■ Data records ■
☆ ☆ ☆ ☆

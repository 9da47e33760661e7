//! Integration tests for the equity pipeline.
//!
//! These tests load the CSV fixtures through the record source and run the
//! whole pipeline on them.

use equity_processing::{
    ColumnRoles, EquityConfig, EquityError, EquityPipeline, FairnessEngine, FrequencyFilter,
    PipelineStage, Rate, ReferenceGroups, TemporalPartitioner, TimeWindow, source,
};
use polars::prelude::*;
use pretty_assertions::assert_eq;
use std::collections::HashSet;
use std::path::PathBuf;
use std::sync::{Arc, Mutex};

// ============================================================================
// Helper Functions
// ============================================================================

fn fixtures_path() -> PathBuf {
    PathBuf::from(env!("CARGO_MANIFEST_DIR")).join("tests/fixtures")
}

fn load(filename: &str) -> DataFrame {
    source::load_table(fixtures_path().join(filename)).expect("Failed to load fixture")
}

fn delivery_roles() -> ColumnRoles {
    ColumnRoles {
        partition_date_column: "delivery_date".to_string(),
        ..ColumnRoles::default()
    }
}

fn config_with(roles: ColumnRoles, groups: (&str, &str)) -> EquityConfig {
    EquityConfig::builder()
        .columns(roles)
        .parity_reference_groups(ReferenceGroups::new(groups.0, groups.1))
        .build()
        .unwrap()
}

fn run(config: EquityConfig, df: DataFrame) -> equity_processing::PipelineOutput {
    EquityPipeline::builder()
        .config(config)
        .build()
        .unwrap()
        .run(df)
        .expect("Pipeline should succeed")
}

fn ids(df: &DataFrame) -> HashSet<i64> {
    df.column("encounter_id")
        .unwrap()
        .i64()
        .unwrap()
        .into_no_null_iter()
        .collect()
}

fn approx(rate: Rate, expected: f64) -> bool {
    rate.value().is_some_and(|v| (v - expected).abs() < 1e-9)
}

// ============================================================================
// Full Pipeline
// ============================================================================

#[test]
fn test_full_pipeline_on_encounters() {
    let output = run(config_with(delivery_roles(), ("Black", "White")), load("encounters.csv"));
    let report = &output.report;

    assert_eq!(report.normalization.reported_count, 7);
    assert_eq!(report.normalization.positive_count, 10);
    assert_eq!(report.normalization.ordered_count, 17);
    assert_eq!(
        report.normalization.detected_columns,
        vec!["amphetamine_detected".to_string(), "opiate_detected".to_string()]
    );

    let outliers = report.outliers.as_ref().unwrap();
    assert_eq!(outliers.ids(), vec!["1040".to_string()]);
    let bounds = outliers.bounds.as_ref().unwrap();
    assert_eq!((bounds.q1, bounds.q3), (27.0, 32.0));

    assert_eq!(report.frequency.dropped_values(), vec!["Pacific Islander"]);
    assert_eq!(report.summary.rows_before, 41);
    assert_eq!(report.summary.rows_after, 38);
    assert_eq!(output.table.height(), 38);

    assert_eq!(report.partition.before_rows, 18);
    assert_eq!(report.partition.after_rows, 19);
    assert_eq!(report.partition.unparseable_dates, 1);
    assert_eq!(report.partition.missing_dates, 0);
}

#[test]
fn test_full_window_group_metrics() {
    let output = run(config_with(delivery_roles(), ("Black", "White")), load("encounters.csv"));
    let all = output.report.window(TimeWindow::All).unwrap();

    assert_eq!(all.metrics.groups(), vec!["White", "Black", "Hispanic"]);

    let white = all.metrics.group("White").unwrap();
    assert_eq!((white.total, white.ordered, white.positive), (16, 4, 2));
    assert_eq!(white.ordered_pct_of_total, 25.0);
    assert_eq!(white.positive_pct_of_ordered, Rate::Defined(50.0));
    assert_eq!(
        (
            white.true_positives,
            white.false_positives,
            white.false_negatives,
            white.true_negatives
        ),
        (2, 2, 1, 11)
    );

    let black = all.metrics.group("Black").unwrap();
    assert_eq!((black.total, black.ordered), (12, 6));
    assert_eq!(black.ordered_pct_of_total, 50.0);

    let hispanic = all.metrics.group("Hispanic").unwrap();
    assert_eq!(hispanic.ordered_pct_of_total, 40.0);

    for row in &all.metrics.rows {
        assert_eq!(
            row.true_positives + row.true_negatives + row.false_positives + row.false_negatives,
            row.total
        );
    }
}

#[test]
fn test_parity_across_cutoff() {
    let output = run(config_with(delivery_roles(), ("Black", "White")), load("encounters.csv"));
    let report = &output.report;

    let all = report.window(TimeWindow::All).unwrap().parity.as_ref().unwrap();
    assert_eq!(all.ratio, Rate::Defined(2.0));

    // Before: 66.67% vs 28.57%, after: 40% vs 22.22%
    let before = report.window(TimeWindow::Before).unwrap().parity.as_ref().unwrap();
    let after = report.window(TimeWindow::After).unwrap().parity.as_ref().unwrap();
    assert!(approx(before.ratio, 7.0 / 3.0));
    assert!(approx(after.ratio, 1.8));
    assert!(approx(report.parity_delta_pct, 100.0 * (7.0 / 3.0 - 1.8) / (7.0 / 3.0)));
}

#[test]
fn test_default_partition_column_excludes_untested_records() {
    let output = run(
        config_with(ColumnRoles::default(), ("Hispanic", "White")),
        load("encounters.csv"),
    );
    let report = &output.report;

    assert_eq!(report.partition.missing_dates, 24);
    assert_eq!(report.partition.before_rows, 8);
    assert_eq!(report.partition.after_rows, 6);
    assert!(report.summary.warnings.iter().any(|w| w.contains("24 rows")));

    // Every partitioned record was ordered, so parity is flat
    let before = report.window(TimeWindow::Before).unwrap().parity.as_ref().unwrap();
    assert_eq!(before.ratio, Rate::Defined(1.0));
    assert_eq!(report.parity_delta_pct, Rate::Defined(0.0));
}

#[test]
fn test_strict_dates_fail_on_unparseable_value() {
    let config = EquityConfig::builder()
        .columns(delivery_roles())
        .strict_dates(true)
        .build()
        .unwrap();

    let err = EquityPipeline::builder()
        .config(config)
        .build()
        .unwrap()
        .run(load("encounters.csv"))
        .unwrap_err();

    assert_eq!(err.error_code(), "DATA_ERROR");
    assert_eq!(err.column(), Some("delivery_date"));
}

#[test]
fn test_missing_reference_group_is_fatal() {
    let err = EquityPipeline::builder()
        .config(config_with(delivery_roles(), ("Pacific Islander", "White")))
        .build()
        .unwrap()
        .run(load("encounters.csv"))
        .unwrap_err();

    // Dropped by the frequency filter, so absent from the full window
    assert!(matches!(err, EquityError::EmptyGroup(ref g) if g == "Pacific Islander"));
}

// ============================================================================
// Tab-Separated Input
// ============================================================================

#[test]
fn test_tab_separated_input_with_undefined_parity() {
    let roles = ColumnRoles {
        numeric_column: None,
        partition_date_column: "delivery_date".to_string(),
        ..ColumnRoles::default()
    };
    let output = run(config_with(roles, ("A", "B")), load("encounters_small.txt"));
    let report = &output.report;

    assert_eq!(report.window(TimeWindow::All).unwrap().parity.as_ref().unwrap().ratio, Rate::Defined(1.0));

    // B has no ordered records before the cutoff
    let before = report.window(TimeWindow::Before).unwrap().parity.as_ref().unwrap();
    assert_eq!(before.ratio, Rate::Undefined);
    let after = report.window(TimeWindow::After).unwrap().parity.as_ref().unwrap();
    assert_eq!(after.ratio, Rate::Defined(0.0));
    assert_eq!(report.parity_delta_pct, Rate::Undefined);

    let json: serde_json::Value = serde_json::to_value(report).unwrap();
    assert!(json["parity_delta_pct"].is_null());
    assert!(json["windows"][1]["parity"]["ratio"].is_null());
    assert_eq!(json["windows"][2]["parity"]["ratio"], serde_json::json!(0.0));
}

// ============================================================================
// Component Properties on Fixture Data
// ============================================================================

#[test]
fn test_partition_is_disjoint_cover() {
    let df = load("encounters.csv");
    let cutoff = TemporalPartitioner::parse_cutoff("2028-03-01").unwrap();
    let partition = TemporalPartitioner::split(&df, "delivery_date", cutoff, false).unwrap();

    let before = ids(&partition.before);
    let after = ids(&partition.after);
    assert!(before.is_disjoint(&after));
    assert_eq!(before.len() + after.len() + partition.excluded_rows(), df.height());
    // Only the "TBD" row is left out
    assert!(!before.contains(&1034) && !after.contains(&1034));
}

#[test]
fn test_frequency_filter_idempotent_on_fixture() {
    let df = load("encounters.csv");
    let (once, first) = FrequencyFilter::filter(&df, "maternal_race", 3.0).unwrap();
    let (twice, second) = FrequencyFilter::filter(&once, "maternal_race", 3.0).unwrap();

    assert!(!first.dropped.is_empty());
    assert!(second.dropped.is_empty());
    assert_eq!(once.height(), twice.height());
}

#[test]
fn test_metrics_table_renders_to_dataframe() {
    let output = run(config_with(delivery_roles(), ("Black", "White")), load("encounters.csv"));
    let table = FairnessEngine::compute(&output.after, "maternal_race", "test_positive", "test_ordered")
        .unwrap();
    let df = table.to_dataframe().unwrap();

    assert_eq!(df.height(), 3);
    let totals: Vec<u64> = df.column("total").unwrap().u64().unwrap().into_no_null_iter().collect();
    assert_eq!(totals.iter().sum::<u64>(), output.after.height() as u64);
}

// ============================================================================
// Progress Reporting
// ============================================================================

#[test]
fn test_progress_reaches_complete() {
    let updates = Arc::new(Mutex::new(Vec::new()));
    let updates_clone = updates.clone();

    EquityPipeline::builder()
        .config(config_with(delivery_roles(), ("Black", "White")))
        .on_progress(move |update| {
            updates_clone.lock().unwrap().push(update);
        })
        .build()
        .unwrap()
        .run(load("encounters.csv"))
        .unwrap();

    let updates = updates.lock().unwrap();
    let last = updates.last().unwrap();
    assert_eq!(last.stage, PipelineStage::Complete);
    assert_eq!(last.progress, 1.0);

    // Overall progress never goes backwards
    for pair in updates.windows(2) {
        assert!(pair[1].progress >= pair[0].progress);
    }
}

☆ ☆ ☆ ☆

■ Aim of the task ■
Lines from the start of the entries through the one containing "fn fixtures_path() ->" are to be set down again exactly, both ends included.

■ Answer space ■
repository 9da47e33760661e7
//! Integration tests for the equity pipeline.
//!
//! These tests load the CSV fixtures through the record source and run the
//! whole pipeline on them.

use equity_processing::{
    ColumnRoles, EquityConfig, EquityError, EquityPipeline, FairnessEngine, FrequencyFilter,
    PipelineStage, Rate, ReferenceGroups, TemporalPartitioner, TimeWindow, source,
};
use polars::prelude::*;
use pretty_assertions::assert_eq;
use std::collections::HashSet;
use std::path::PathBuf;
use std::sync::{Arc, Mutex};

// ============================================================================
// Helper Functions
// ============================================================================

fn fixtures_path() -> PathBuf {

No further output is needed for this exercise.